Saved entries

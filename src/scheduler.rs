//! VRAM-aware admission control.
//!
//! The scheduler owns the residency ledger behind a single async mutex and
//! guarantees that a named model is resident and warmed up before any
//! generation runs against it, without ever exceeding the VRAM budget.
//! Holding the one lock across the whole admission (decision, eviction,
//! load, warm-up) gives two guarantees at once: concurrent callers cannot
//! both observe headroom and double-admit, and concurrent requests for the
//! same model await the one in-flight load and then hit the idempotent
//! fast path.
//!
//! Generation itself does not hold the admission lock; see
//! [`crate::generation`].

use crate::ledger::{EvictionPolicy, LedgerSnapshot, ModelRecord, ModelStatus, VramLedger};
use crate::metrics::GateMetrics;
use crate::server::{GenerateRequest, InferenceServer};
use crate::{bytes_to_gib, GateError};
use std::sync::Arc;
use std::time::Instant;
use tokio::sync::Mutex;

/// Admission controller over a fixed VRAM budget.
///
/// Availability failures never cross this boundary as errors: they are
/// recorded on the model's ledger entry as a sticky [`ModelStatus::Error`]
/// and surfaced as a `false` return from [`ensure_available`].
///
/// [`ensure_available`]: VramScheduler::ensure_available
pub struct VramScheduler {
    server: Arc<dyn InferenceServer>,
    state: Mutex<VramLedger>,
    policy: EvictionPolicy,
    metrics: Arc<GateMetrics>,
}

impl VramScheduler {
    /// Create a scheduler over `server` with a fixed budget.
    pub fn new(
        server: Arc<dyn InferenceServer>,
        vram_limit_gb: f64,
        default_size_gb: f64,
        persistent: Vec<String>,
    ) -> Self {
        Self {
            server,
            state: Mutex::new(VramLedger::new(vram_limit_gb, default_size_gb, persistent)),
            policy: EvictionPolicy::default(),
            metrics: Arc::new(GateMetrics::new()),
        }
    }

    /// Set the eviction ordering.
    pub fn with_policy(mut self, policy: EvictionPolicy) -> Self {
        self.policy = policy;
        self
    }

    /// Share an externally owned metrics bundle.
    pub fn with_metrics(mut self, metrics: Arc<GateMetrics>) -> Self {
        self.metrics = metrics;
        self
    }

    /// Handle to the scheduler's metrics.
    pub fn metrics(&self) -> Arc<GateMetrics> {
        Arc::clone(&self.metrics)
    }

    /// Guarantee `target` is resident and warmed up.
    ///
    /// Idempotent for already-active models. Otherwise runs the full load
    /// sequence under the admission lock: sync the inventory (pulling the
    /// model out of band if it is absent), evict residents per policy
    /// until there is headroom, admit, and warm up with a minimal generate
    /// call. Returns `true` once the model is `Ready`.
    ///
    /// On any failure the model's record is left in sticky
    /// [`ModelStatus::Error`] with a message, and the call returns
    /// `false`. A later call restarts the load from scratch.
    pub async fn ensure_available(&self, target: &str) -> bool {
        let mut state = self.state.lock().await;

        if state.is_active(target)
            && matches!(state.status(target), ModelStatus::Ready | ModelStatus::InUse)
        {
            tracing::debug!(model = %target, "already resident, admission is a no-op");
            return true;
        }

        let started = Instant::now();
        {
            let record = state.record_mut(target);
            record.status = ModelStatus::Loading;
            record.error_message = None;
        }

        let in_inventory = match self.sync_inventory(&mut state).await {
            Ok(names) => names.iter().any(|n| n == target),
            Err(e) => {
                return self.fail_load(&mut state, target, &format!("inventory query failed: {e}"))
            }
        };

        if !in_inventory {
            tracing::info!(model = %target, "model absent from inventory, pulling");
            self.metrics.record_pull();
            if let Err(e) = self.server.pull(target).await {
                return self.fail_load(&mut state, target, &format!("pull failed: {e}"));
            }
            let confirmed = match self.sync_inventory(&mut state).await {
                Ok(names) => names.iter().any(|n| n == target),
                Err(e) => {
                    return self.fail_load(
                        &mut state,
                        target,
                        &format!("inventory re-check failed: {e}"),
                    )
                }
            };
            if !confirmed {
                return self.fail_load(
                    &mut state,
                    target,
                    "model absent from inventory after pull",
                );
            }
        }

        // An already-active entry (e.g. Unknown after a failed unload) is
        // still counted against the budget, so eviction is skipped and the
        // re-probe goes straight to warm-up.
        if !state.is_active(target) {
            let needed = state.size_of(target);
            while state.available_gb() < needed {
                let (victim, pinned) = match state.eviction_candidate(self.policy, false, target) {
                    Some(v) => (v, false),
                    None => {
                        if state.is_persistent(target) {
                            return self.fail_load(
                                &mut state,
                                target,
                                "insufficient VRAM headroom and no evictable residents",
                            );
                        }
                        match state.eviction_candidate(self.policy, true, target) {
                            Some(v) => (v, true),
                            None => {
                                return self.fail_load(
                                    &mut state,
                                    target,
                                    "insufficient VRAM headroom and no evictable residents",
                                )
                            }
                        }
                    }
                };
                tracing::info!(
                    model = %target,
                    victim = %victim,
                    pinned,
                    needed_gb = needed,
                    available_gb = state.available_gb(),
                    "evicting to make headroom"
                );
                match self.server.unload(&victim).await {
                    Ok(()) => {
                        state.remove_active(&victim);
                        state.record_mut(&victim).status = ModelStatus::NotLoaded;
                        self.metrics.record_eviction(pinned);
                    }
                    Err(e) => {
                        // The victim's server-side state is now unknown; it
                        // stays counted against the budget and is excluded
                        // from further candidacy until re-probed.
                        tracing::warn!(victim = %victim, error = %e, "unload failed during eviction");
                        state.record_mut(&victim).status = ModelStatus::Unknown;
                    }
                }
            }
            state.admit(target);
            self.metrics.record_admission();
        }

        // Warm-up: an empty-prompt generate makes the server load the
        // weights without producing output.
        let warmup = GenerateRequest::new(target, "");
        match self.server.generate(warmup).await {
            Ok(_) => {
                let elapsed = started.elapsed();
                let record = state.record_mut(target);
                record.status = ModelStatus::Ready;
                record.load_time = Some(elapsed);
                self.metrics.record_load();
                tracing::info!(model = %target, load_ms = elapsed.as_millis(), "model ready");
                true
            }
            Err(e) => {
                state.remove_active(target);
                self.fail_load(&mut state, target, &format!("warm-up failed: {e}"))
            }
        }
    }

    /// Release `target` from the server and the active set.
    ///
    /// # Errors
    ///
    /// Returns the server error on failure. The ledger entry is then
    /// marked [`ModelStatus::Unknown`] and stays counted against the
    /// budget until a later `ensure_available` re-probes it.
    pub async fn unload(&self, target: &str) -> Result<(), GateError> {
        let mut state = self.state.lock().await;
        match self.server.unload(target).await {
            Ok(()) => {
                state.remove_active(target);
                state.record_mut(target).status = ModelStatus::NotLoaded;
                tracing::info!(model = %target, "model unloaded");
                Ok(())
            }
            Err(e) => {
                tracing::warn!(model = %target, error = %e, "unload failed, entry marked unknown");
                let record = state.record_mut(target);
                record.status = ModelStatus::Unknown;
                record.error_message = Some(format!("unload failed: {e}"));
                Err(e)
            }
        }
    }

    /// Mark the start of a generation call against `target`.
    pub(crate) async fn begin_generation(&self, target: &str) {
        let mut state = self.state.lock().await;
        let record = state.record_mut(target);
        record.status = ModelStatus::InUse;
        record.total_requests += 1;
    }

    /// Mark the end of a generation call. Transient failures are not
    /// sticky: the model returns to `Ready` either way.
    pub(crate) async fn finish_generation(&self, target: &str, success: bool) {
        let mut state = self.state.lock().await;
        let record = state.record_mut(target);
        if record.status == ModelStatus::InUse {
            record.status = ModelStatus::Ready;
        }
        if success {
            record.successful_requests += 1;
            record.last_used = Some(Instant::now());
        }
    }

    /// Current status of `target`.
    pub async fn status(&self, target: &str) -> ModelStatus {
        self.state.lock().await.status(target)
    }

    /// Whether `target` is currently counted as resident.
    pub async fn is_active(&self, target: &str) -> bool {
        self.state.lock().await.is_active(target)
    }

    /// Clone of the ledger record for `target`, if one exists.
    pub async fn record(&self, target: &str) -> Option<ModelRecord> {
        self.state.lock().await.record(target).cloned()
    }

    /// Snapshot of current residency.
    pub async fn snapshot(&self) -> LedgerSnapshot {
        self.state.lock().await.snapshot()
    }

    async fn sync_inventory(&self, state: &mut VramLedger) -> Result<Vec<String>, GateError> {
        let entries = self.server.list_models().await?;
        let mut names = Vec::with_capacity(entries.len());
        for entry in entries {
            state.set_size(&entry.name, bytes_to_gib(entry.size));
            names.push(entry.name);
        }
        Ok(names)
    }

    fn fail_load(&self, state: &mut VramLedger, target: &str, message: &str) -> bool {
        tracing::error!(model = %target, error = message, "model availability failed");
        let record = state.record_mut(target);
        record.status = ModelStatus::Error;
        record.error_message = Some(message.to_string());
        self.metrics.record_admission_failure();
        false
    }
}
impl VramLedger {
    /// Create a ledger with a fixed budget.
    ///
    /// * `vram_limit_gb` — the hard budget; admission never exceeds it.
    /// * `default_size_gb` — conservative size assumed for models whose
    ///   size has not yet been discovered from the inventory.
    /// * `persistent` — names pinned in memory by policy.
    pub fn new(vram_limit_gb: f64, default_size_gb: f64, persistent: Vec<String>) -> Self {
        Self {
            vram_limit_gb,
            default_size_gb,
            persistent: persistent.into_iter().collect(),
            active: HashSet::new(),
            sizes: HashMap::new(),
            records: HashMap::new(),
        }
    }

    /// The fixed VRAM budget in GiB.
    pub fn vram_limit_gb(&self) -> f64 {
        self.vram_limit_gb
    }

    /// Whether `name` is pinned by policy.
    pub fn is_persistent(&self, name: &str) -> bool {
        self.persistent.contains(name)
    }

    /// Whether `name` is currently counted as resident.
    pub fn is_active(&self, name: &str) -> bool {
        self.active.contains(name)
    }

    /// Size in GiB used for admission math: the discovered size, or the
    /// conservative default when the model has not appeared in the
    /// inventory yet.
    pub fn size_of(&self, name: &str) -> f64 {
        self.sizes.get(name).copied().unwrap_or(self.default_size_gb)
    }

    /// Record a size discovered from the server inventory.
    ///
    /// Also backfills the record's `size_gb` so stats reflect reality.
    pub fn set_size(&mut self, name: &str, size_gb: f64) {
        self.sizes.insert(name.to_string(), size_gb);
        if let Some(record) = self.records.get_mut(name) {
            record.size_gb = size_gb;
        }
    }

    /// Whether a size has been discovered for `name`.
    pub fn has_size(&self, name: &str) -> bool {
        self.sizes.contains_key(name)
    }

    /// Sum of sizes of all active models.
    pub fn used_gb(&self) -> f64 {
        self.active.iter().map(|m| self.size_of(m)).sum()
    }

    /// Remaining headroom under the budget. Can be negative if a failed
    /// unload left an `Unknown` entry counted conservatively.
    pub fn available_gb(&self) -> f64 {
        self.vram_limit_gb - self.used_gb()
    }

    /// Mark `name` admitted: insert into the active set and stamp
    /// `admitted_at`. The caller must have verified headroom first.
    pub fn admit(&mut self, name: &str) {
        self.active.insert(name.to_string());
        let size = self.size_of(name);
        let record = self.record_mut(name);
        record.admitted_at = Some(Instant::now());
        record.size_gb = size;
    }

    /// Remove `name` from the active set (after a successful unload).
    pub fn remove_active(&mut self, name: &str) {
        self.active.remove(name);
        if let Some(record) = self.records.get_mut(name) {
            record.admitted_at = None;
        }
    }

    /// Immutable view of a record, if one exists.
    pub fn record(&self, name: &str) -> Option<&ModelRecord> {
        self.records.get(name)
    }

    /// Mutable record access, creating the record lazily on first
    /// reference to a name.
    pub fn record_mut(&mut self, name: &str) -> &mut ModelRecord {
        let default_size = self.size_of(name);
        self.records
            .entry(name.to_string())
            .or_insert_with(|| ModelRecord::new(name, default_size))
    }

    /// Current status of `name`; `NotLoaded` for names never referenced.
    pub fn status(&self, name: &str) -> ModelStatus {
        self.records
            .get(name)
            .map(|r| r.status.clone())
            .unwrap_or(ModelStatus::NotLoaded)
    }

    /// Pick the next eviction victim.
    ///
    /// With `include_pinned == false` only ordinary (non-pinned) residents
    /// are considered; with `true` the pinned tier becomes eligible as the
    /// documented last resort. The `exclude` name (the admission target)
    /// is never chosen.
    ///
    /// Entries in [`ModelStatus::Unknown`] are skipped: their server-side
    /// state cannot be trusted, so issuing another unload against them is
    /// pointless until a re-probe settles them. Entries in
    /// [`ModelStatus::InUse`] are skipped as well: generation runs outside
    /// the admission lock, and unloading a model mid-call would kill the
    /// in-flight request.
    pub fn eviction_candidate(
        &self,
        policy: EvictionPolicy,
        include_pinned: bool,
        exclude: &str,
    ) -> Option<String> {
        let mut candidates: Vec<&str> = self
            .active
            .iter()
            .map(String::as_str)
            .filter(|m| *m != exclude)
            .filter(|m| include_pinned || !self.persistent.contains(*m))
            .filter(|m| {
                !matches!(self.status(m), ModelStatus::Unknown | ModelStatus::InUse)
            })
            .collect();

        if candidates.is_empty() {
            return None;
        }

        match policy {
            EvictionPolicy::OldestAdmitted => {
                candidates.sort_by_key(|m| {
                    self.records
                        .get(*m)
                        .and_then(|r| r.admitted_at)
                        // Missing timestamp sorts first: treat as oldest.
                        .map_or(Duration::MAX, |t| t.elapsed())
                });
                candidates.reverse();
            }
            EvictionPolicy::LeastRecentlyUsed => {
                candidates.sort_by_key(|m| {
                    self.records
                        .get(*m)
                        .and_then(|r| r.last_used)
                        .map_or(Duration::MAX, |t| t.elapsed())
                });
                candidates.reverse();
            }
            EvictionPolicy::Largest => {
                candidates.sort_by(|a, b| {
                    self.size_of(b)
                        .partial_cmp(&self.size_of(a))
                        .unwrap_or(std::cmp::Ordering::Equal)
                });
            }
        }

        candidates.first().map(|m| m.to_string())
    }

    /// Snapshot of current residency for callers and logs.
    pub fn snapshot(&self) -> LedgerSnapshot {
        let mut active: Vec<(String, f64)> = self
            .active
            .iter()
            .map(|m| (m.clone(), self.size_of(m)))
            .collect();
        active.sort_by(|a, b| a.0.cmp(&b.0));
        let mut persistent: Vec<String> = self.persistent.iter().cloned().collect();
        persistent.sort();
        LedgerSnapshot {
            vram_limit_gb: self.vram_limit_gb,
            used_gb: self.used_gb(),
            active,
            persistent,
        }
    }
}

#[cfg(test)]
mod tests {
    use super::*;

    fn ledger() -> VramLedger {
        VramLedger::new(12.0, 5.0, vec!["pinned".to_string()])
    }

    #[test]
    fn test_size_of_unknown_model_uses_default() {
        let l = ledger();
        assert!((l.size_of("mystery") - 5.0).abs() < f64::EPSILON);
    }

    #[test]
    fn test_set_size_overrides_default() {
        let mut l = ledger();
        l.set_size("a", 4.0);
        assert!((l.size_of("a") - 4.0).abs() < f64::EPSILON);
        assert!(l.has_size("a"));
    }

    #[test]
    fn test_admit_updates_used_and_active() {
        let mut l = ledger();
        l.set_size("a", 4.0);
        l.admit("a");
        assert!(l.is_active("a"));
        assert!((l.used_gb() - 4.0).abs() < f64::EPSILON);
        assert!((l.available_gb() - 8.0).abs() < f64::EPSILON);
    }

    #[test]
    fn test_remove_active_frees_headroom() {
        let mut l = ledger();
        l.set_size("a", 4.0);
        l.admit("a");
        l.remove_active("a");
        assert!(!l.is_active("a"));
        assert!((l.available_gb() - 12.0).abs() < f64::EPSILON);
    }

    #[test]
    fn test_record_created_lazily_with_not_loaded_status() {
        let mut l = ledger();
        assert!(l.record("fresh").is_none());
        let r = l.record_mut("fresh");
        assert_eq!(r.status, ModelStatus::NotLoaded);
        assert_eq!(r.total_requests, 0);
    }

    #[test]
    fn test_status_of_unreferenced_name_is_not_loaded() {
        let l = ledger();
        assert_eq!(l.status("ghost"), ModelStatus::NotLoaded);
    }

    #[test]
    fn test_eviction_skips_pinned_without_last_resort() {
        let mut l = ledger();
        l.set_size("pinned", 4.0);
        l.admit("pinned");
        assert_eq!(
            l.eviction_candidate(EvictionPolicy::OldestAdmitted, false, "target"),
            None
        );
    }

    #[test]
    fn test_eviction_last_resort_includes_pinned() {
        let mut l = ledger();
        l.set_size("pinned", 4.0);
        l.admit("pinned");
        assert_eq!(
            l.eviction_candidate(EvictionPolicy::OldestAdmitted, true, "target"),
            Some("pinned".to_string())
        );
    }

    #[test]
    fn test_eviction_never_selects_the_admission_target() {
        let mut l = ledger();
        l.set_size("b", 5.0);
        l.admit("b");
        assert_eq!(
            l.eviction_candidate(EvictionPolicy::OldestAdmitted, true, "b"),
            None
        );
    }

    #[test]
    fn test_eviction_oldest_admitted_order() {
        let mut l = ledger();
        l.set_size("first", 2.0);
        l.set_size("second", 2.0);
        l.admit("first");
        std::thread::sleep(Duration::from_millis(5));
        l.admit("second");
        assert_eq!(
            l.eviction_candidate(EvictionPolicy::OldestAdmitted, false, "t"),
            Some("first".to_string())
        );
    }

    #[test]
    fn test_eviction_lru_prefers_never_used() {
        let mut l = ledger();
        l.set_size("used", 2.0);
        l.set_size("idle", 2.0);
        l.admit("used");
        l.admit("idle");
        l.record_mut("used").last_used = Some(Instant::now());
        assert_eq!(
            l.eviction_candidate(EvictionPolicy::LeastRecentlyUsed, false, "t"),
            Some("idle".to_string())
        );
    }

    #[test]
    fn test_eviction_largest_first() {
        let mut l = ledger();
        l.set_size("small", 2.0);
        l.set_size("big", 7.0);
        l.admit("small");
        l.admit("big");
        assert_eq!(
            l.eviction_candidate(EvictionPolicy::Largest, false, "t"),
            Some("big".to_string())
        );
    }

    #[test]
    fn test_eviction_skips_unknown_entries() {
        let mut l = ledger();
        l.set_size("stuck", 2.0);
        l.admit("stuck");
        l.record_mut("stuck").status = ModelStatus::Unknown;
        assert_eq!(
            l.eviction_candidate(EvictionPolicy::OldestAdmitted, true, "t"),
            None
        );
    }

    #[test]
    fn test_eviction_skips_in_use_entries() {
        let mut l = ledger();
        l.set_size("busy", 2.0);
        l.set_size("idle", 2.0);
        l.admit("busy");
        l.admit("idle");
        l.record_mut("busy").status = ModelStatus::InUse;
        assert_eq!(
            l.eviction_candidate(EvictionPolicy::OldestAdmitted, true, "t"),
            Some("idle".to_string())
        );
        l.remove_active("idle");
        assert_eq!(
            l.eviction_candidate(EvictionPolicy::OldestAdmitted, true, "t"),
            None,
            "a model serving a request must never be the victim"
        );
    }

    #[test]
    fn test_snapshot_reflects_residency() {
        let mut l = ledger();
        l.set_size("a", 4.0);
        l.admit("a");
        let snap = l.snapshot();
        assert!((snap.vram_limit_gb - 12.0).abs() < f64::EPSILON);
        assert!((snap.used_gb - 4.0).abs() < f64::EPSILON);
        assert_eq!(snap.active, vec![("a".to_string(), 4.0)]);
        assert_eq!(snap.persistent, vec!["pinned".to_string()]);
    }

    #[test]
    fn test_budget_invariant_across_evict_and_admit() {
        // limit 12, sizes A:4 B:5 C:6, A pinned.
        let mut l = VramLedger::new(12.0, 5.0, vec!["A".to_string()]);
        l.set_size("A", 4.0);
        l.set_size("B", 5.0);
        l.set_size("C", 6.0);
        l.admit("A");
        l.admit("B");
        assert!((l.available_gb() - 3.0).abs() < f64::EPSILON);
        // Not enough headroom for C; evict the only ordinary candidate.
        let victim = l
            .eviction_candidate(EvictionPolicy::OldestAdmitted, false, "C")
            .unwrap();
        assert_eq!(victim, "B");
        l.remove_active("B");
        assert!((l.available_gb() - 8.0).abs() < f64::EPSILON);
        l.admit("C");
        assert!(l.used_gb() <= l.vram_limit_gb() + f64::EPSILON);
    }
}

[Problem description] Find every line above where the word "absent" occurs, and copy that line.

[Your solution]
    /// model out of band if it is absent), evict residents per policy
            tracing::info!(model = %target, "model absent from inventory, pulling");
                    "model absent from inventory after pull",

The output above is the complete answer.